Let’s consider a popular example of evolution in action: albino blind cavefish. Apparently, millions of years ago, populations of the fish were trapped in underground caves, where their eyes and skin pigment served no purpose, and in fact could be detrimental (eyes as a point of infection, pigment (melanin) as a wasteful use of protein). It is not hard to understand how natural selection would result in the eyeless fish we can now study (scales actually grow over the holes where the eyes used to be). This is what we would call microevolution. No new genetic code describing new features appeared.
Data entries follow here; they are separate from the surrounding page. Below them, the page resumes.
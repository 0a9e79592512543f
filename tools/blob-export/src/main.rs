//! blob-export - mesh blob export tool
//!
//! Converts glTF/GLB/OBJ meshes into a single chunked blob
//! (.blob: vertex records, mesh names, name/vertex index)

use anyhow::{Context, Result};
use clap::{Parser, Subcommand};
use std::path::PathBuf;

use blob_export::{
    load_sources, manifest, open_source, BlobExporter, ColorLookup, ExportConfig, ExportReport,
    SourceOptions, BLOB_EXT,
};

#[derive(Parser)]
#[command(name = "blob-export")]
#[command(about = "Mesh blob export tool")]
#[command(version)]
struct Cli {
    #[command(subcommand)]
    command: Commands,
}

#[derive(Subcommand)]
enum Commands {
    /// Export mesh files into one blob
    Export {
        /// Input mesh files (glTF/GLB/OBJ), exported in the given order
        #[arg(required = true)]
        inputs: Vec<PathBuf>,

        /// Output .blob file (default: first input with .blob extension)
        #[arg(short, long)]
        output: Option<PathBuf>,

        /// Append a texture coordinate to every vertex record
        #[arg(long)]
        texcoords: bool,

        /// How per-corner color layers are indexed
        #[arg(long, value_enum, default_value_t = ColorLookup::Corner)]
        color_lookup: ColorLookup,

        /// Keep polygons as authored instead of fan-triangulating them
        #[arg(long)]
        no_triangulate: bool,
    },

    /// Build a blob from a manifest file
    Build {
        /// Path to blob.toml manifest
        #[arg(default_value = "blob.toml")]
        manifest: PathBuf,

        /// Output .blob file (overrides manifest)
        #[arg(short, long)]
        output: Option<PathBuf>,

        /// Verbose output
        #[arg(short, long)]
        verbose: bool,
    },

    /// Validate manifest without building
    Check {
        /// Path to blob.toml manifest
        #[arg(default_value = "blob.toml")]
        manifest: PathBuf,
    },
}

fn main() -> Result<()> {
    // Initialize logging
    tracing_subscriber::fmt()
        .with_env_filter(
            tracing_subscriber::EnvFilter::from_default_env()
                .add_directive(tracing::Level::INFO.into()),
        )
        .init();

    let cli = Cli::parse();

    match cli.command {
        Commands::Export {
            inputs,
            output,
            texcoords,
            color_lookup,
            no_triangulate,
        } => {
            let output = output.unwrap_or_else(|| inputs[0].with_extension(BLOB_EXT));
            tracing::info!("Converting {:?} -> {:?}", inputs, output);

            let options = SourceOptions {
                triangulate: !no_triangulate,
            };
            let sources = inputs
                .iter()
                .map(|input| open_source(input, options))
                .collect::<blob_export::Result<Vec<_>>>()?;
            let meshes = load_sources(&sources).context("Failed to load mesh sources")?;

            let config = ExportConfig::default()
                .with_texcoords(texcoords)
                .with_color_lookup(color_lookup);
            let report = BlobExporter::new(config)
                .export_to_file(&meshes, &output)
                .with_context(|| format!("Failed to export {:?}", output))?;
            log_report(&report);
            tracing::info!("Done!");
        }

        Commands::Build {
            manifest: manifest_path,
            output,
            verbose,
        } => {
            if verbose {
                tracing::info!("Building blob from {:?}", manifest_path);
            }
            let config = manifest::load_manifest(&manifest_path)?;
            let base_dir = manifest::manifest_dir(&manifest_path);
            let report = manifest::build(&config, base_dir, output.as_deref())?;
            if verbose {
                log_report(&report);
            }
            tracing::info!("Build complete!");
        }

        Commands::Check {
            manifest: manifest_path,
        } => {
            tracing::info!("Checking manifest {:?}", manifest_path);
            let config = manifest::load_manifest(&manifest_path)?;
            manifest::validate(&config, manifest::manifest_dir(&manifest_path))?;
            tracing::info!("Manifest is valid!");
        }
    }

    Ok(())
}

fn log_report(report: &ExportReport) {
    tracing::info!(
        "{:?}: {} meshes, {} vertices",
        report.path,
        report.mesh_count,
        report.vertex_count
    );
    if !report.warnings.is_empty() {
        tracing::info!("{} warnings", report.warnings.len());
    }
}
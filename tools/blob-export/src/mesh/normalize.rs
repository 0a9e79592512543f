//! Triangulation gate
//!
//! Sources triangulate; this only checks the result. Any polygon that is not
//! a triangle, or any corner that points outside the mesh, stops the export.

use super::types::SourceMesh;
use crate::error::{ExportError, Result};

/// Corner indices of one triangle, in source winding order
pub type Triangle = [u32; 3];

/// Validate that every polygon of `mesh` is a triangle and return the
/// triangles as corner index triples.
pub fn triangles(mesh: &SourceMesh) -> Result<Vec<Triangle>> {
    let mut triangles = Vec::with_capacity(mesh.polygons.len());

    for (polygon_idx, polygon) in mesh.polygons.iter().enumerate() {
        let &[a, b, c] = polygon.corners.as_slice() else {
            return Err(ExportError::NonTriangularFace {
                mesh: mesh.name.clone(),
                polygon: polygon_idx,
                corners: polygon.len(),
            });
        };

        for corner_idx in [a, b, c] {
            check_corner(mesh, polygon_idx, corner_idx)?;
        }

        triangles.push([a, b, c]);
    }

    Ok(triangles)
}

fn check_corner(mesh: &SourceMesh, polygon_idx: usize, corner_idx: u32) -> Result<()> {
    let corner = mesh
        .corners
        .get(corner_idx as usize)
        .ok_or_else(|| ExportError::CornerOutOfRange {
            mesh: mesh.name.clone(),
            polygon: polygon_idx,
            corner: corner_idx,
            corner_count: mesh.corners.len(),
        })?;

    if corner.vertex as usize >= mesh.positions.len() {
        return Err(ExportError::VertexOutOfRange {
            mesh: mesh.name.clone(),
            corner: corner_idx,
            vertex: corner.vertex,
            vertex_count: mesh.positions.len(),
        });
    }

    Ok(())
}
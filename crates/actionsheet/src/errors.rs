//! # Error Types
//!
//! ## Overview
//!
//! Errors returned while configuring and presenting an action sheet.
pub use crate::style::ParseColorError;

/// Errors returned by [ActionSheet](crate::sheet::ActionSheet) operations.
#[derive(thiserror::Error, Clone, Debug, PartialEq)]
#[non_exhaustive]
pub enum SheetError {
    /// The sheet is already on screen.
    #[error("Action sheet is already being shown")]
    AlreadyShown,

    /// The sheet was dismissed and cannot be shown again.
    #[error("Action sheet has already been dismissed")]
    Spent,

    /// A configuration value is out of range.
    #[error("Invalid configuration: {0}")]
    InvalidConfig(String),
}

/// Common result type for action sheet operations.
pub type SheetResult<V> = Result<V, SheetError>;
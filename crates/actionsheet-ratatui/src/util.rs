use actionsheet::style::Color as SheetColor;
use ratatui::style::Color;

/// Convert a sheet color into a terminal color.
///
/// Fully transparent colors map to [Color::Reset], leaving the terminal default in place.
pub(crate) fn term_color(color: SheetColor) -> Color {
    if color.is_clear() {
        return Color::Reset;
    }

    Color::Rgb(color.r, color.g, color.b)
}

/// Best-effort RGB value for a terminal color.
///
/// `fallback` is used for [Color::Reset], whose real value depends on the terminal theme.
pub(crate) fn rgb_of(color: Color, fallback: SheetColor) -> SheetColor {
    match color {
        Color::Reset => fallback,
        Color::Black => SheetColor::rgb(0, 0, 0),
        Color::Red => SheetColor::rgb(128, 0, 0),
        Color::Green => SheetColor::rgb(0, 128, 0),
        Color::Yellow => SheetColor::rgb(128, 128, 0),
        Color::Blue => SheetColor::rgb(0, 0, 128),
        Color::Magenta => SheetColor::rgb(128, 0, 128),
        Color::Cyan => SheetColor::rgb(0, 128, 128),
        Color::Gray => SheetColor::rgb(192, 192, 192),
        Color::DarkGray => SheetColor::rgb(128, 128, 128),
        Color::LightRed => SheetColor::rgb(255, 0, 0),
        Color::LightGreen => SheetColor::rgb(0, 255, 0),
        Color::LightYellow => SheetColor::rgb(255, 255, 0),
        Color::LightBlue => SheetColor::rgb(0, 0, 255),
        Color::LightMagenta => SheetColor::rgb(255, 0, 255),
        Color::LightCyan => SheetColor::rgb(0, 255, 255),
        Color::White => SheetColor::rgb(255, 255, 255),
        Color::Rgb(r, g, b) => SheetColor::rgb(r, g, b),
        Color::Indexed(i) => indexed_rgb(i),
    }
}

/// RGB value of an entry in the xterm 256-color palette.
fn indexed_rgb(i: u8) -> SheetColor {
    const BASIC: [Color; 16] = [
        Color::Black,
        Color::Red,
        Color::Green,
        Color::Yellow,
        Color::Blue,
        Color::Magenta,
        Color::Cyan,
        Color::Gray,
        Color::DarkGray,
        Color::LightRed,
        Color::LightGreen,
        Color::LightYellow,
        Color::LightBlue,
        Color::LightMagenta,
        Color::LightCyan,
        Color::White,
    ];

    match i {
        0..=15 => rgb_of(BASIC[i as usize], SheetColor::BLACK),
        16..=231 => {
            let level = |v: u8| if v == 0 { 0 } else { 55 + v * 40 };
            let i = i - 16;

            SheetColor::rgb(level(i / 36), level((i / 6) % 6), level(i % 6))
        },
        232..=255 => {
            let v = 8 + (i - 232) * 10;

            SheetColor::rgb(v, v, v)
        },
    }
}
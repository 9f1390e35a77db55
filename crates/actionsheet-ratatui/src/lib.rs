//! # actionsheet-ratatui
//!
//! ## Overview
//!
//! This crate draws [actionsheet] sheets in the terminal using [ratatui], and turns [crossterm]
//! mouse and key events into row presses and taps.
//!
//! ## Example
//!
//! The following example shows a sheet over an otherwise empty screen and prints the position
//! of the row that the user picked. For a more complete program, see `examples/picker.rs` in this crate.
//!
//! ```no_run
//! use std::io::stdout;
//! use std::time::{Duration, Instant};
//!
//! use crossterm::event::{poll, read, EnableMouseCapture};
//! use ratatui::{backend::CrosstermBackend, layout::Rect, Terminal};
//!
//! use actionsheet_ratatui::{ActionSheetState, ActionSheetView};
//! use actionsheet_ratatui::actionsheet::Phase;
//!
//! fn main() -> Result<(), std::io::Error> {
//!     crossterm::terminal::enable_raw_mode()?;
//!     crossterm::execute!(stdout(), EnableMouseCapture)?;
//!
//!     let mut terminal = Terminal::new(CrosstermBackend::new(stdout()))?;
//!     let mut sheet = ActionSheetState::from_labels(["Camera", "Library", "Cancel"]);
//!     sheet.on_select(|idx| println!("selected {idx}"));
//!
//!     let size = terminal.size()?;
//!     let area = Rect::new(0, 0, size.width, size.height);
//!     sheet.show(area, area, Instant::now()).expect("fresh sheet");
//!
//!     while sheet.tick(Instant::now()) != Phase::Dismissed {
//!         terminal.draw(|f| {
//!             f.render_stateful_widget(ActionSheetView::new(), f.area(), &mut sheet)
//!         })?;
//!
//!         if poll(Duration::from_millis(16))? {
//!             sheet.handle_event(&read()?, Instant::now());
//!         }
//!     }
//!
//!     crossterm::terminal::disable_raw_mode()
//! }
//! ```

// Require docs for public APIs, and disable the more annoying clippy lints.
#![deny(missing_docs)]
#![allow(clippy::bool_to_int_with_if)]
#![allow(clippy::field_reassign_with_default)]
#![allow(clippy::len_without_is_empty)]
#![allow(clippy::manual_range_contains)]
#![allow(clippy::match_like_matches_macro)]
#![allow(clippy::needless_return)]
#![allow(clippy::too_many_arguments)]
#![allow(clippy::type_complexity)]
use ratatui::{
    buffer::Buffer,
    layout::Rect,
    text::Line,
    widgets::Widget,
};

pub mod backdrop;
pub mod metrics;
pub mod state;
pub mod view;

mod util;

pub use actionsheet;

pub use self::metrics::CellMetrics;
pub use self::state::{ActionSheetState, TermActionSheet};
pub use self::view::ActionSheetView;

/// A caller-supplied view that can be used as a row.
pub trait RowWidget {
    /// Draw the row's contents into `area`.
    ///
    /// The row's rounded container and background have already been drawn; `highlighted` is set
    /// while the row is pressed or focused.
    fn render(&self, area: Rect, buf: &mut Buffer, highlighted: bool);
}

impl RowWidget for Line<'static> {
    fn render(&self, area: Rect, buf: &mut Buffer, _: bool) {
        if area.height == 0 {
            return;
        }

        let line = Rect::new(area.x, area.y + area.height / 2, area.width, 1);

        self.clone().centered().render(line, buf);
    }
}
//! # Rows
//!
//! ## Overview
//!
//! A [Row] is one interactive strip in the sheet. Rows built from [ActionItem]s wrap a
//! [RowButton]; rows supplied by the caller wrap an arbitrary custom view. Either way, the row
//! carries a tag that is reported back when it is tapped.
use crate::geometry::{Anchor, EdgeInsets, Size};
use crate::item::ActionItem;
use crate::style::{Color, Font, Image};

/// Corner radius applied to every row and its button.
pub const CORNER_RADIUS: f64 = 10.0;

/// Insets around the icon of a row that shows one.
pub const IMAGE_INSETS: EdgeInsets = EdgeInsets::new(0.0, 10.0, 0.0, 15.0);

/// Insets around the label of a row that shows an icon.
pub const TITLE_INSETS: EdgeInsets = EdgeInsets::new(0.0, 15.0, 0.0, 10.0);

/// Custom view type for sheets that are only ever built from labels or items.
#[derive(Debug)]
pub enum NoCustomView {}

/// The tappable control inside an item row.
#[derive(Clone, Debug, PartialEq)]
pub struct RowButton {
    tag: usize,
    title: String,
    title_color: Color,
    font: Font,
    image: Option<Image>,
    image_insets: EdgeInsets,
    title_insets: EdgeInsets,
    highlight: Image,
    clips_to_bounds: bool,
    anchor: Anchor,
}

impl RowButton {
    fn new(item: &ActionItem, tag: usize, highlighted: Color, bounds: Size) -> Self {
        let (image_insets, title_insets) = if item.image().is_some() {
            (IMAGE_INSETS, TITLE_INSETS)
        } else {
            (EdgeInsets::ZERO, EdgeInsets::ZERO)
        };

        RowButton {
            tag,
            title: item.text().to_string(),
            title_color: item.font_color(),
            font: item.font().clone(),
            image: item.image().cloned(),
            image_insets,
            title_insets,
            highlight: Image::solid(highlighted, bounds),
            clips_to_bounds: true,
            anchor: Anchor::fill(),
        }
    }

    /// Regenerate the highlighted-state fill for a new color or bounds.
    pub fn refresh_highlight(&mut self, highlighted: Color, bounds: Size) {
        self.highlight = Image::solid(highlighted, bounds);
    }

    /// The tag reported when this button is tapped.
    pub fn tag(&self) -> usize {
        self.tag
    }

    /// The label text.
    pub fn title(&self) -> &str {
        self.title.as_str()
    }

    /// The label color in the normal state.
    pub fn title_color(&self) -> Color {
        self.title_color
    }

    /// The label font.
    pub fn font(&self) -> &Font {
        &self.font
    }

    /// The icon, shown in both the normal and highlighted states.
    pub fn image(&self) -> Option<&Image> {
        self.image.as_ref()
    }

    /// Insets around the icon.
    pub fn image_insets(&self) -> EdgeInsets {
        self.image_insets
    }

    /// Insets around the label.
    pub fn title_insets(&self) -> EdgeInsets {
        self.title_insets
    }

    /// Background fill used while the button is pressed.
    pub fn highlight(&self) -> &Image {
        &self.highlight
    }

    /// Whether drawing is clipped to the button's rounded bounds.
    pub fn clips_to_bounds(&self) -> bool {
        self.clips_to_bounds
    }

    /// How the button is pinned inside its row.
    pub fn anchor(&self) -> Anchor {
        self.anchor
    }
}

/// What a [Row] contains.
#[derive(Debug)]
pub enum RowContent<V> {
    /// A button built from an [ActionItem].
    Button(RowButton),

    /// A view supplied by the caller.
    Custom {
        /// The caller's view.
        view: V,

        /// Position of the view in the input sequence.
        tag: usize,
    },
}

/// One interactive strip in the sheet.
#[derive(Debug)]
pub struct Row<V> {
    content: RowContent<V>,
    background: Option<Color>,
    corner_radius: f64,
}

impl<V> Row<V> {
    /// Wrap a caller-supplied view found at `position` in the input sequence.
    pub fn custom(view: V, position: usize) -> Self {
        Row {
            content: RowContent::Custom { view, tag: position },
            background: None,
            corner_radius: CORNER_RADIUS,
        }
    }

    /// The row's contents.
    pub fn content(&self) -> &RowContent<V> {
        &self.content
    }

    /// The tag reported when this row is tapped.
    pub fn tag(&self) -> usize {
        match &self.content {
            RowContent::Button(button) => button.tag,
            RowContent::Custom { tag, .. } => *tag,
        }
    }

    /// The row's own background color.
    ///
    /// Custom rows have none and take the sheet's background color.
    pub fn background(&self) -> Option<Color> {
        self.background
    }

    /// The radius used to round the row's corners.
    pub fn corner_radius(&self) -> f64 {
        self.corner_radius
    }

    /// The button inside this row, if it was built from an item.
    pub fn button(&self) -> Option<&RowButton> {
        match &self.content {
            RowContent::Button(button) => Some(button),
            RowContent::Custom { .. } => None,
        }
    }

    pub(crate) fn button_mut(&mut self) -> Option<&mut RowButton> {
        match &mut self.content {
            RowContent::Button(button) => Some(button),
            RowContent::Custom { .. } => None,
        }
    }
}

/// Build one detached row per item, preserving input order.
///
/// Each button's tag is the item's own tag when it has one, and its position otherwise. The
/// highlighted fill is generated at `bounds` using the `highlighted` color. No layout is done,
/// and items are not validated.
pub fn build_rows<V>(items: &[ActionItem], highlighted: Color, bounds: Size) -> Vec<Row<V>> {
    items
        .iter()
        .enumerate()
        .map(|(position, item)| {
            let tag = item.tag().unwrap_or(position);
            let button = RowButton::new(item, tag, highlighted, bounds);

            Row {
                content: RowContent::Button(button),
                background: Some(item.background_color()),
                corner_radius: CORNER_RADIUS,
            }
        })
        .collect()
}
In fact, there was only a loss of genetic information, which is why this example is usually only used to illustrate natural selection, not as serious support for evolutionary theory.
Years ago, when I first heard about the cavefish, my gut feeling was that there wasn’t actually a loss of genetic information, but rather a deactivation of code. We know that environmental factors and events during embryonic development can trigger the activation/deactivation of genes, and I figured that the dark environment probably caused a deactivation of the genes that trigger the growth of the eye. I found it very interesting, then, to discover this article. So it turns out that millions of years of separation and evolution only altered the development of a few features, but you still have a fish which can become a parent to normal fish. Huh.
Regarding the need for TIME … life on this planet is estimated to have appeared around 3.8 billions years ago, not long after the earth itself was formed (4.5 billion years ago). Let’s ignore the coincidence of life spontaneously arising so soon after the earth’s formation, and consider that amount of time: 3.8 billion years. Is that really so much time? An Intel Core Duo processor can execute 59 billion instructions in one second. If you actually break down the number of individual changes that would have had to happen sequentially to arrive at a modern human, then I think you’d find that evolution would have to clip along at a pretty good pace. Since there is obviously going to be a huge spectrum of rate of change, you have to figure that some changes would happen exponentially faster than other changes. In all the years that scientists have been examining the natural world, you’d think we’d have at least ONE clear-cut, irrefutable example of complicated new features arising as the result of sequential mutations which introduced new genetic instructions.
Can all features of living beings result from successive individual changes, each of which provided a selectable advantage?